▸ HOW TO COMPLETE THIS TASK:
Count every line in the entries that holds the word "WriteStyle". The reply is that count alone.

▸ PROVIDED RECORDS:
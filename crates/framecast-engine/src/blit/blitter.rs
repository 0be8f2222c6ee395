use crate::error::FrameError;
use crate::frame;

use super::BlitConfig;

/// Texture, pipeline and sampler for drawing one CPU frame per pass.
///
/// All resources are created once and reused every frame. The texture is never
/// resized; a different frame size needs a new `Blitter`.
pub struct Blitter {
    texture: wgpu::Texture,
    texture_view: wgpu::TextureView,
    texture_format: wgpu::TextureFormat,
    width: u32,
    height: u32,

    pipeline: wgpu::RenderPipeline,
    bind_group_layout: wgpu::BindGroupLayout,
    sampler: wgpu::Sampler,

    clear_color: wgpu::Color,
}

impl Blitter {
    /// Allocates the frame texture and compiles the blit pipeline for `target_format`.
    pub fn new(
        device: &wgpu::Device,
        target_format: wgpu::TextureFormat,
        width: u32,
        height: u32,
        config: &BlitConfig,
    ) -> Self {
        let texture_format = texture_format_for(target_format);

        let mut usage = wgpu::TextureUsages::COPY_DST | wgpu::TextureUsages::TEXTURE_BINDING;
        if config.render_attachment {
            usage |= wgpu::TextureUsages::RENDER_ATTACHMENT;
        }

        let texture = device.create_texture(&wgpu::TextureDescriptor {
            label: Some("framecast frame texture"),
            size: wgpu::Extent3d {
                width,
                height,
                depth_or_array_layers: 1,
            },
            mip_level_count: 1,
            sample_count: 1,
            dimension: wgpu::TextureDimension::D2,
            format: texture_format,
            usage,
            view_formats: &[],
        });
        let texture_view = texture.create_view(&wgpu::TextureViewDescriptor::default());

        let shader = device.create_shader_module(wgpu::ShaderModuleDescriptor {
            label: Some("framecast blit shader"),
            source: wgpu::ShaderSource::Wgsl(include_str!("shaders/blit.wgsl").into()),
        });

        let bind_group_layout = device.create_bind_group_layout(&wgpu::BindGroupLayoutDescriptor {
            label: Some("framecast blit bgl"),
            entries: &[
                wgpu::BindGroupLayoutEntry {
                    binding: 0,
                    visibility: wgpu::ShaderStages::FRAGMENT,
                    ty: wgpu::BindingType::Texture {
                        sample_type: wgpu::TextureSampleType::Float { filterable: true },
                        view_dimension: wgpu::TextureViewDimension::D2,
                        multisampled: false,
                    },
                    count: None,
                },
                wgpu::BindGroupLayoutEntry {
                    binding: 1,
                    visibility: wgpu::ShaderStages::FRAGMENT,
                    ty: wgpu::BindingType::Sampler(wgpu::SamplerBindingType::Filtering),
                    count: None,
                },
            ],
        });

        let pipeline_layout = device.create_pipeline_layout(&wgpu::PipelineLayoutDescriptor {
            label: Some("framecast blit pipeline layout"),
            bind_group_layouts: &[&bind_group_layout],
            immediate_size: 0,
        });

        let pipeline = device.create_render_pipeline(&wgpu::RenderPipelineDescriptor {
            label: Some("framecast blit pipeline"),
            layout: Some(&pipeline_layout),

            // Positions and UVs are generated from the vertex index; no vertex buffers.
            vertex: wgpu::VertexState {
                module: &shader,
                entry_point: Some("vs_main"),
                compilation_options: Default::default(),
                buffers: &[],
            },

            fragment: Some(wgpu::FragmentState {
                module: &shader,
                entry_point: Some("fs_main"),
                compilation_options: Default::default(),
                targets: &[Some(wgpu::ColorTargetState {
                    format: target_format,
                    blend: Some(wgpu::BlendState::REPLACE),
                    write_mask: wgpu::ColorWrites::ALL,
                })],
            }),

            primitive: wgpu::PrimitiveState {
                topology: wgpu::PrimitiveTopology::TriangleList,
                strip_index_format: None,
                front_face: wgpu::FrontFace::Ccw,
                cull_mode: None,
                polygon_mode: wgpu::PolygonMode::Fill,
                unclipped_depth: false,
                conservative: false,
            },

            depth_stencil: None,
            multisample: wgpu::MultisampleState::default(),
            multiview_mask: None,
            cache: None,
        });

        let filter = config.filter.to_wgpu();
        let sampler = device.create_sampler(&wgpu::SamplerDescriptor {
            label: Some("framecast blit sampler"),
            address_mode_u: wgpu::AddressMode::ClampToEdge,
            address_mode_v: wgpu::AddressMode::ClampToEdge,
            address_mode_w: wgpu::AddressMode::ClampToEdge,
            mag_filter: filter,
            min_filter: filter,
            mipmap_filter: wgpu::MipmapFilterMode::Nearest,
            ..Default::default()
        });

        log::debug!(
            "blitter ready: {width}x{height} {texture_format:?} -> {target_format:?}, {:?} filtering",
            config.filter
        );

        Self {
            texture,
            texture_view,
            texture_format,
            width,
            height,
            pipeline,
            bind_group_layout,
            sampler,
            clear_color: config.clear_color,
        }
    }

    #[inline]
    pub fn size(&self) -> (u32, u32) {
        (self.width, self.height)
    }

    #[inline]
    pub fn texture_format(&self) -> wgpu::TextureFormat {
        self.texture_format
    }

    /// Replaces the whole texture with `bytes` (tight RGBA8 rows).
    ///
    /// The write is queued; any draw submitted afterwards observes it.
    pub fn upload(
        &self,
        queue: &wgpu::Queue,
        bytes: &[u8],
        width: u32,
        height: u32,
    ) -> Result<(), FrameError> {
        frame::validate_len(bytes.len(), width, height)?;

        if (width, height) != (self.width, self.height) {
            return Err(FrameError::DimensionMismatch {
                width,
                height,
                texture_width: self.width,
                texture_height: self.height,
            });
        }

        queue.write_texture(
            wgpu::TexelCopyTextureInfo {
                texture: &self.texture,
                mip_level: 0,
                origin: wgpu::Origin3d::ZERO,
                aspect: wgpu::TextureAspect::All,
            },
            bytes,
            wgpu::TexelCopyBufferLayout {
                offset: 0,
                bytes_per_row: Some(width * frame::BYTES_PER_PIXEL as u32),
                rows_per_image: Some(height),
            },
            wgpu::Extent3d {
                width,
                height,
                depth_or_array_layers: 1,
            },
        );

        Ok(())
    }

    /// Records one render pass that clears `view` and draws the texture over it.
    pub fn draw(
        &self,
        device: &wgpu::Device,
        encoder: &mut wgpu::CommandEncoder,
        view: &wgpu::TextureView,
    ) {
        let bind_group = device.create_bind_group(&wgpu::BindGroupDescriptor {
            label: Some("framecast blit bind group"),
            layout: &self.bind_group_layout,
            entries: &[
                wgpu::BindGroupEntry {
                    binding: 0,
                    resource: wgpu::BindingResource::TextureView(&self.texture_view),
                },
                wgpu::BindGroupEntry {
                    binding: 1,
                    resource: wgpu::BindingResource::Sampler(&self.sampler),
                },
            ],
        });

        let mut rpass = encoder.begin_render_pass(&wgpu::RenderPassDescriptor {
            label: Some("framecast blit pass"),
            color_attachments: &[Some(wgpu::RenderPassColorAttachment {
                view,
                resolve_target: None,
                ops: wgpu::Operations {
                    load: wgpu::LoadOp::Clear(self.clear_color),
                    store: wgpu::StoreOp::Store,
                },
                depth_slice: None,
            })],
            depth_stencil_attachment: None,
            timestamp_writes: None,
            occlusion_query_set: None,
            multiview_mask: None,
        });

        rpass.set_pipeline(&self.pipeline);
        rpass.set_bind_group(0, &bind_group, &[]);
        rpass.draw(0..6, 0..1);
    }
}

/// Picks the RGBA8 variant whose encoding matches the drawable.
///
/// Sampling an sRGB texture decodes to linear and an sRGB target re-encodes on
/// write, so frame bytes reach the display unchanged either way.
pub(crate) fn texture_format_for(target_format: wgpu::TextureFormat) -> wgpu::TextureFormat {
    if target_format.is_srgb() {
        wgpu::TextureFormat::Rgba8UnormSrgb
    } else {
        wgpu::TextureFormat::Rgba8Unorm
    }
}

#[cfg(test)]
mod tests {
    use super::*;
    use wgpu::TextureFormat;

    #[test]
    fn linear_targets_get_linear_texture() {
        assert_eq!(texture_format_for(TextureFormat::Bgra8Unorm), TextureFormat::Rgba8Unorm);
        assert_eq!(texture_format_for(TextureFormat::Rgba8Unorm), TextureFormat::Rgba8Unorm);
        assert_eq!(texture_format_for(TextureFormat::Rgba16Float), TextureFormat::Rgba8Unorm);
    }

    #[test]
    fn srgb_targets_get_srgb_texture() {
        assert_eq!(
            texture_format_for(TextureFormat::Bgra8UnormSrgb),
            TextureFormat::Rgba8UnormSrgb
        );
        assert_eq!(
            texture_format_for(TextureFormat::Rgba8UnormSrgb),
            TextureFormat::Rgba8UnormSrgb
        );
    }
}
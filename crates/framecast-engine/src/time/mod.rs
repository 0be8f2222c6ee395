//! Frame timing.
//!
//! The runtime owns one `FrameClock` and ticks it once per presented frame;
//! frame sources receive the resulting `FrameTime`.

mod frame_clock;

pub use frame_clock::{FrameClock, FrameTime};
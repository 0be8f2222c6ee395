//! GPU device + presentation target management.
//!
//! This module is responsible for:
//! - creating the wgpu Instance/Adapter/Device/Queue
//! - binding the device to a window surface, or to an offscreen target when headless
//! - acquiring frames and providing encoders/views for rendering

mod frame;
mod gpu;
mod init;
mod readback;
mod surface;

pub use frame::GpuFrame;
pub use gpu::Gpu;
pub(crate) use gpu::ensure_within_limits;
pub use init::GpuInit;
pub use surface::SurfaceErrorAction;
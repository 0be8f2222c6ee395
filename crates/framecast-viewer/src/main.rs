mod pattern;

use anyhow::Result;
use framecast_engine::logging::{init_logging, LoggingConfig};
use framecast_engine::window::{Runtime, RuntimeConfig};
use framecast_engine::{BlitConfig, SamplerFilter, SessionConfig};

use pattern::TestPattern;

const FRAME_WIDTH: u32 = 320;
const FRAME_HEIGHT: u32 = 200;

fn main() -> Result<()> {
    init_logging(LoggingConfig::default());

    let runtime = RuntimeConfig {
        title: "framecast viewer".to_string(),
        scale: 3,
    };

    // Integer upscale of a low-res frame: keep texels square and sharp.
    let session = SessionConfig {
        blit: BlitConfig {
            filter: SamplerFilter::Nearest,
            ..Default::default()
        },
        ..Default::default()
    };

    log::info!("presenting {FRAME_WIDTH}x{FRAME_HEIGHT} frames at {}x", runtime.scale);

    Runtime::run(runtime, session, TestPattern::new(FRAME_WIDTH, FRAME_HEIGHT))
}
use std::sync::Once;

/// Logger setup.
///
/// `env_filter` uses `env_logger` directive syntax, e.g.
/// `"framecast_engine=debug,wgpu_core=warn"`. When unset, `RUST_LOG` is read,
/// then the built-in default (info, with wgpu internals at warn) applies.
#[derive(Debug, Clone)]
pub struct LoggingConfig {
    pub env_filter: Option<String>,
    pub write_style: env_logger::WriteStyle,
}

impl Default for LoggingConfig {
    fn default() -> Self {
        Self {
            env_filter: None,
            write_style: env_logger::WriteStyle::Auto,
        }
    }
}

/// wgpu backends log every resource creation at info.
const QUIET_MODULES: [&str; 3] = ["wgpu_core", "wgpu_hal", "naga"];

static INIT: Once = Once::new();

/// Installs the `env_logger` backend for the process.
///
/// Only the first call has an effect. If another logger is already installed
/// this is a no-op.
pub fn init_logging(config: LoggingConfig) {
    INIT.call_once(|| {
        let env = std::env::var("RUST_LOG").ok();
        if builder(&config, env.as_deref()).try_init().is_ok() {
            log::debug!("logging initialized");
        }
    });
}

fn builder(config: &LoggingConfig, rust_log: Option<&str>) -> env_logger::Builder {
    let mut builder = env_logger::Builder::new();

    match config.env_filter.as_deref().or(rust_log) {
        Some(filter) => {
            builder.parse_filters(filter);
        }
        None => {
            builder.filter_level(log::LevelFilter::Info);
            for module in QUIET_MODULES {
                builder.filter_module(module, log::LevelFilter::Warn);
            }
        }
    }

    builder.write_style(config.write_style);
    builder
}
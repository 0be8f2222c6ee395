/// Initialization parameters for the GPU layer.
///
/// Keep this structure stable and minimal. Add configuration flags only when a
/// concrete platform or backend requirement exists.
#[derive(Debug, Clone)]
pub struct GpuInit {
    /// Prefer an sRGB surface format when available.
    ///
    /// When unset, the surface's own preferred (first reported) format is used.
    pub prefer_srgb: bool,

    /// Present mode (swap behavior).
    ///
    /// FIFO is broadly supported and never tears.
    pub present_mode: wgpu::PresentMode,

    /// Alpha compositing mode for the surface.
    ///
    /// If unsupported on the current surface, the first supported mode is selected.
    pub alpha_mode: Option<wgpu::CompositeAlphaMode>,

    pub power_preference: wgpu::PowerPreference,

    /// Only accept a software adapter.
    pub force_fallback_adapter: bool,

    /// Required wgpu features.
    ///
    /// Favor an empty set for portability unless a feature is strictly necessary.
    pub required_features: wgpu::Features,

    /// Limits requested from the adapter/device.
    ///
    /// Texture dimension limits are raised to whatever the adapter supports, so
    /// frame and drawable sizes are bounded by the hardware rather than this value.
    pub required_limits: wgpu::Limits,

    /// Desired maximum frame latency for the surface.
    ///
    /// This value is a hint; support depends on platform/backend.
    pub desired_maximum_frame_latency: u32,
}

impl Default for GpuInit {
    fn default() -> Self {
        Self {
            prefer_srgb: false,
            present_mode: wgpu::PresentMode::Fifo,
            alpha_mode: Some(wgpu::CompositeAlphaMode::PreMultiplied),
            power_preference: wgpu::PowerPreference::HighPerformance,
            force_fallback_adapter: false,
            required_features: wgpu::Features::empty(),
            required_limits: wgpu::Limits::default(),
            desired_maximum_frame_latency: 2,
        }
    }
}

▸ RESPONSE:
2